Afgelopen vrijdag heeft Advocaat-Generaal Pauwels (A-G) in een vijftal box 3-procedures zijn advies aan de Hoge Raad gepubliceerd. Daarnaast heeft de A-G in een algemene bijlage zijn visie gepubliceerd over hoe het werkelijk behaalde rendement bepaald moet worden.
De A-G is van mening dat bij de bepaling van het werkelijk behaalde rendement zoveel mogelijk dient te worden aangesloten bij het inkomen/rendement dat de wetgever heeft beoogd te treffen met het forfaitaire stelsel. Hiermee worden volgens de A-G de in het Kerstarrest geconstateerde EVRM-schendende elementen uit box 3 gehaald. De wetgever heeft voor ogen gehad dat tot het te belasten rendement ook vermogenswinsten/verliezen in een jaar behoren ongeacht of zij gerealiseerd of ongerealiseerd zijn. Om de ongerealiseerde vermogenswinsten/verliezen niet tot het te belasten rendement te rekenen omdat dit in strijd is met het EVRM, vindt de A-G nogal een stap. Door aan te sluiten bij het inkomen/rendement dat de wetgever heeft beoogd te treffen met het forfaitaire stelsel wordt tevens voorkomen dat de rechter zelf een vermogensinkomensbelasting-systeem moet gaan bouwen, wat volgens de A-G niet op de weg van de rechter ligt om te doen.
De A-G gaat in zijn algemene advies in op een aantal aandachtspunten bij het bepalen van het werkelijke rendement. Zowel in het wettelijke systeem dat geldt voor de jaren 2017-2022 alsmede in het rechtsherstel box 3 wordt het box 3-inkomen nominaal bepaald. Het werkelijk behaalde rendement moet volgens de A-G dan ook nominaal bepaald worden en dus zonder rekening te houden met inflatie.
Verder moet het werkelijk behaalde rendement volgens de A-G gelden voor alle vermogensbestanddelen in box 3 en niet per vermogensbestanddeel. Een schending van het EVRM kan worden aangenomen indien het totale werkelijk behaalde rendement lager is dan het rendement volgens het wettelijk systeem onderscheidenlijk het rendement volgens het rechtsherstel.
Verder ziet de A-G onvoldoende aanknopingspunten in het wettelijk systeem en de wet Rechtsherstel om de vergelijking tussen het voordeel uit sparen en beleggen en het werkelijk behaalde rendement te maken over een langere periode dan een kalenderjaar. Het werkelijk behaalde rendement moet dus van jaar tot jaar bepaald worden. Hierbij geldt ook dat het wettelijk systeem en de Wet Rechtsherstel geen ruimte bieden om een negatief werkelijk behaald rendement van het ene jaar te verrekenen met een positief werkelijk behaald rendement van een ander jaar.

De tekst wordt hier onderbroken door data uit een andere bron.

//! Cross-origin policy.
//!
//! Browsers get CORS headers from [`cors_layer`], which also answers every
//! `OPTIONS` request without reaching a handler. Headers alone only hide
//! responses from disallowed pages, so [`origin_guard`] refuses such
//! requests outright and no route logic runs for them.

use axum::{
    extract::{Request, State},
    http::{
        header::{AUTHORIZATION, CONTENT_TYPE, ORIGIN},
        HeaderValue, Method, StatusCode,
    },
    middleware::Next,
    response::{IntoResponse, Response},
    Json,
};
use tower_http::cors::{AllowOrigin, CorsLayer};
use tracing::warn;

use super::handlers::{AppState, ContactResponse};

/// Build the CORS header layer for the configured allow-list.
pub fn cors_layer(origins: &[String]) -> CorsLayer {
    let parsed: Vec<HeaderValue> = origins
        .iter()
        .filter_map(|o| match o.parse() {
            Ok(v) => Some(v),
            Err(_) => {
                warn!(origin = %o, "cors_origin_not_a_header_value");
                None
            }
        })
        .collect();

    CorsLayer::new()
        .allow_methods([Method::GET, Method::POST, Method::OPTIONS])
        .allow_headers([CONTENT_TYPE, AUTHORIZATION])
        .allow_origin(AllowOrigin::list(parsed))
}

/// Reject requests whose `Origin` is not on the allow-list.
///
/// Requests without an `Origin` header (curl, health checkers) pass.
pub async fn origin_guard(State(state): State<AppState>, req: Request, next: Next) -> Response {
    if let Some(origin) = req.headers().get(ORIGIN) {
        let allowed = origin
            .to_str()
            .map(|o| state.config.is_origin_allowed(o))
            .unwrap_or(false);

        if !allowed {
            warn!(
                origin = ?origin,
                method = %req.method(),
                path = %req.uri().path(),
                "cors_origin_rejected"
            );
            return (
                StatusCode::FORBIDDEN,
                Json(ContactResponse::failure("Not allowed by CORS")),
            )
                .into_response();
        }
    }

    next.run(req).await
}
//! SMTP transport backed by lettre.

use async_trait::async_trait;
use lettre::{
    message::{header::ContentType, Mailbox},
    transport::smtp::authentication::Credentials,
    Address, AsyncSmtpTransport, AsyncTransport, Message, Tokio1Executor,
};
use tracing::{info, warn};

use super::{MailError, MailTransport};
use crate::contact::ContactEmail;
use crate::Config;

/// Authenticated SMTP relay client.
///
/// Holds connection settings and a pool; one instance is shared by every
/// request behind an `Arc`.
pub struct SmtpMailer {
    transport: AsyncSmtpTransport<Tokio1Executor>,
    host: String,
}

impl SmtpMailer {
    /// Build a client for `config.smtp_host`. No connection is made here.
    ///
    /// With TLS on, this is an implicit-TLS relay using the account
    /// credentials. With TLS off (local MailDev-style servers) the
    /// connection is plaintext and credentials are never sent.
    pub fn new(config: &Config) -> Result<Self, MailError> {
        let mut builder = if config.smtp_tls {
            let credentials =
                Credentials::new(config.email_user.clone(), config.email_pass.clone());
            AsyncSmtpTransport::<Tokio1Executor>::relay(&config.smtp_host)?.credentials(credentials)
        } else {
            warn!(host = %config.smtp_host, "smtp_tls_disabled");
            AsyncSmtpTransport::<Tokio1Executor>::builder_dangerous(config.smtp_host.as_str())
        };

        if let Some(port) = config.smtp_port {
            builder = builder.port(port);
        }

        Ok(Self {
            transport: builder.build(),
            host: config.smtp_host.clone(),
        })
    }
}

#[async_trait]
impl MailTransport for SmtpMailer {
    async fn verify(&self) -> Result<(), MailError> {
        info!(host = %self.host, "smtp_verify_start");
        if self.transport.test_connection().await? {
            Ok(())
        } else {
            Err(MailError::Rejected(format!(
                "connection test to {} failed",
                self.host
            )))
        }
    }

    async fn send(&self, email: ContactEmail) -> Result<(), MailError> {
        let message = build_message(&email)?;
        // lettre turns every non-2xx reply into an error
        let response = self.transport.send(message).await?;

        info!(
            host = %self.host,
            code = %response.code(),
            "smtp_message_accepted"
        );

        Ok(())
    }
}

/// Convert a composed email into a lettre message with an HTML body.
pub fn build_message(email: &ContactEmail) -> Result<Message, MailError> {
    let from = Mailbox::new(
        Some(email.from_name.clone()),
        parse_address("from", &email.from_address)?,
    );
    let to = Mailbox::new(None, parse_address("to", &email.to)?);
    let reply_to = Mailbox::new(None, parse_address("reply-to", &email.reply_to)?);

    let message = Message::builder()
        .from(from)
        .reply_to(reply_to)
        .to(to)
        .subject(email.subject.clone())
        .header(ContentType::TEXT_HTML)
        .body(email.html.clone())?;

    Ok(message)
}

fn parse_address(field: &'static str, value: &str) -> Result<Address, MailError> {
    value
        .trim()
        .parse::<Address>()
        .map_err(|source| MailError::InvalidAddress {
            field,
            value: value.to_string(),
            source,
        })
}
//! Contact form handling.
//!
//! ## Flow
//!
//! ```text
//! request body → ContactRequest → validate() → ContactSubmission → compose() → ContactEmail
//! ```

pub mod compose;
pub mod submission;

pub use compose::{compose, escape_html, ContactEmail, PHONE_PLACEHOLDER, SENDER_NAME, SUBJECT};
pub use submission::{ContactRequest, ContactSubmission, MissingFields};
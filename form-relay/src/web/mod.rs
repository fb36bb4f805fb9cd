//! Web server module for the contact form API.
//!
//! Layers, outermost first:
//! - request tracing
//! - origin guard (403 for origins off the allow-list)
//! - CORS headers; every `OPTIONS` request is answered here
//! - request body cap (413)

pub mod cors;
pub mod handlers;

use axum::{
    extract::DefaultBodyLimit,
    middleware,
    routing::{get, post},
    Router,
};
use tower_http::trace::TraceLayer;

pub use cors::{cors_layer, origin_guard};
pub use handlers::{contact, health, AppState, ContactResponse, HealthResponse};

/// Build the application router.
pub fn router(state: AppState) -> Router {
    let cors = cors_layer(&state.config.allowed_origins);

    Router::new()
        .route("/", get(health))
        .route("/contact", post(contact))
        .layer(DefaultBodyLimit::max(state.config.body_limit))
        .layer(cors)
        .layer(middleware::from_fn_with_state(state.clone(), origin_guard))
        .layer(TraceLayer::new_for_http())
        .with_state(state)
}
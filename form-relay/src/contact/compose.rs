//! Builds the outgoing email for a validated submission.

use super::ContactSubmission;

/// Display name on the envelope sender.
pub const SENDER_NAME: &str = "Portfolio Contact";

/// Subject line of every relayed message.
pub const SUBJECT: &str = "Contact Form Submission - Portfolio";

/// Rendered in place of a missing phone number.
pub const PHONE_PLACEHOLDER: &str = "(not provided)";

/// A composed message, independent of any mail transport.
#[derive(Debug, Clone, PartialEq, Eq)]
pub struct ContactEmail {
    pub from_name: String,
    pub from_address: String,
    pub to: String,
    pub reply_to: String,
    pub subject: String,
    pub html: String,
}

/// Compose the relay email for a submission.
///
/// The sender is always the service's own account so the provider's
/// sender verification passes; replies go to the submitter. With
/// `escape` off, user input is inserted into the markup verbatim.
pub fn compose(
    submission: &ContactSubmission,
    from_address: &str,
    to: &str,
    escape: bool,
) -> ContactEmail {
    let field = |value: &str| {
        if escape {
            escape_html(value)
        } else {
            value.to_string()
        }
    };

    let phone = submission
        .phone
        .as_deref()
        .map(|p| field(p))
        .unwrap_or_else(|| PHONE_PLACEHOLDER.to_string());

    // Newlines are converted after escaping so the <br/> stays markup.
    let message = field(&submission.message).replace('\n', "<br/>");

    let html = format!(
        "<p><strong>Name:</strong> {} {}</p>\n\
         <p><strong>Email:</strong> {}</p>\n\
         <p><strong>Phone:</strong> {}</p>\n\
         <p><strong>Message:</strong></p>\n\
         <p>{}</p>\n",
        field(&submission.first_name),
        field(&submission.last_name),
        field(&submission.email),
        phone,
        message,
    );

    ContactEmail {
        from_name: SENDER_NAME.to_string(),
        from_address: from_address.to_string(),
        to: to.to_string(),
        reply_to: submission.email.clone(),
        subject: SUBJECT.to_string(),
        html,
    }
}

/// Escape the five HTML-significant characters.
pub fn escape_html(input: &str) -> String {
    let mut out = String::with_capacity(input.len());
    for c in input.chars() {
        match c {
            '&' => out.push_str("&amp;"),
            '<' => out.push_str("&lt;"),
            '>' => out.push_str("&gt;"),
            '"' => out.push_str("&quot;"),
            '\'' => out.push_str("&#39;"),
            _ => out.push(c),
        }
    }
    out
}

#[cfg(test)]
mod tests {
    use super::*;

    fn submission() -> ContactSubmission {
        ContactSubmission {
            first_name: "Ada".to_string(),
            last_name: "Lovelace".to_string(),
            email: "ada@example.com".to_string(),
            phone: None,
            message: "line1\nline2".to_string(),
        }
    }

    #[test]
    fn test_compose_envelope() {
        let email = compose(&submission(), "me@example.com", "inbox@example.com", false);
        assert_eq!(email.from_name, "Portfolio Contact");
        assert_eq!(email.from_address, "me@example.com");
        assert_eq!(email.to, "inbox@example.com");
        assert_eq!(email.reply_to, "ada@example.com");
        assert_eq!(email.subject, "Contact Form Submission - Portfolio");
    }

    #[test]
    fn test_compose_body_fields() {
        let email = compose(&submission(), "me@example.com", "inbox@example.com", false);
        assert!(email.html.contains("<p><strong>Name:</strong> Ada Lovelace</p>"));
        assert!(email.html.contains("<p><strong>Email:</strong> ada@example.com</p>"));
        assert!(email.html.contains("<p>line1<br/>line2</p>"));
    }

    #[test]
    fn test_compose_phone_placeholder() {
        let email = compose(&submission(), "me@example.com", "inbox@example.com", false);
        assert!(email
            .html
            .contains("<p><strong>Phone:</strong> (not provided)</p>"));

        let mut with_phone = submission();
        with_phone.phone = Some("555-0100".to_string());
        let email = compose(&with_phone, "me@example.com", "inbox@example.com", false);
        assert!(email.html.contains("<p><strong>Phone:</strong> 555-0100</p>"));
        assert!(!email.html.contains(PHONE_PLACEHOLDER));
    }

    // Known gap: without escaping, submitted markup reaches the email as-is.
    #[test]
    fn test_compose_unescaped_by_default() {
        let mut s = submission();
        s.first_name = "<script>alert(1)</script>".to_string();
        s.message = "<b>bold</b>".to_string();
        let email = compose(&s, "me@example.com", "inbox@example.com", false);
        assert!(email.html.contains("<script>alert(1)</script>"));
        assert!(email.html.contains("<p><b>bold</b></p>"));
    }

    #[test]
    fn test_compose_escaped() {
        let mut s = submission();
        s.first_name = "<script>".to_string();
        s.phone = Some("\"555\"".to_string());
        s.message = "a & b\n<i>c</i>".to_string();
        let email = compose(&s, "me@example.com", "inbox@example.com", true);
        assert!(email.html.contains("Name:</strong> &lt;script&gt; Lovelace"));
        assert!(email.html.contains("Phone:</strong> &quot;555&quot;"));
        assert!(email.html.contains("<p>a &amp; b<br/>&lt;i&gt;c&lt;/i&gt;</p>"));
        assert!(!email.html.contains("<script>"));
    }

    #[test]
    fn test_escape_html() {
        assert_eq!(escape_html("plain"), "plain");
        assert_eq!(escape_html("<a href='x'>&</a>"), "&lt;a href=&#39;x&#39;&gt;&amp;&lt;/a&gt;");
    }
}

De A-G gaat in zijn algemene bijlage ook in op de vraag welke kosten in aftrek komen op het werkelijk behaalde rendement. De A-G is van mening dat kosten in aftrek komen die het te behalen rendement van het vermogen beïnvloeden. Dit betekent dat een voldoende direct verband is vereist tussen de kosten en het (bruto-)rendement. Hierbij beseft de A-G heel goed dat dit vanuit de uitvoerbaarheid en discussiegevoeligheid niet ideaal is.
Tot slot dient volgens de A-G bij de bepaling van het werkelijk behaalde rendement – anders dan bij het voordeel uit sparen en beleggen – geen rekening te worden gehouden met het heffingvrij vermogen.
Inventarisatie werkelijk rendement box 3
De kans is groot dat de Hoge Raad het advies van de A-G Pauwels overneemt. Dit heeft als gevolg dat het box 3-inkomen gebaseerd mag worden op het werkelijk behaalde rendement inclusief ongerealiseerde waardemutaties. Indien de aanslagen voor de jaren 2017 tot en met 2022 nog niet onherroepelijk vaststaan, mag de belastingplichtige aan dubbele cherry-picking doen. Belast wordt het laagste bedrag berekend op basis van het werkelijk behaalde rendement of het forfaitaire rendement op basis van het wettelijk systeem of het forfaitair rendement op basis van de Wet Rechtsherstel.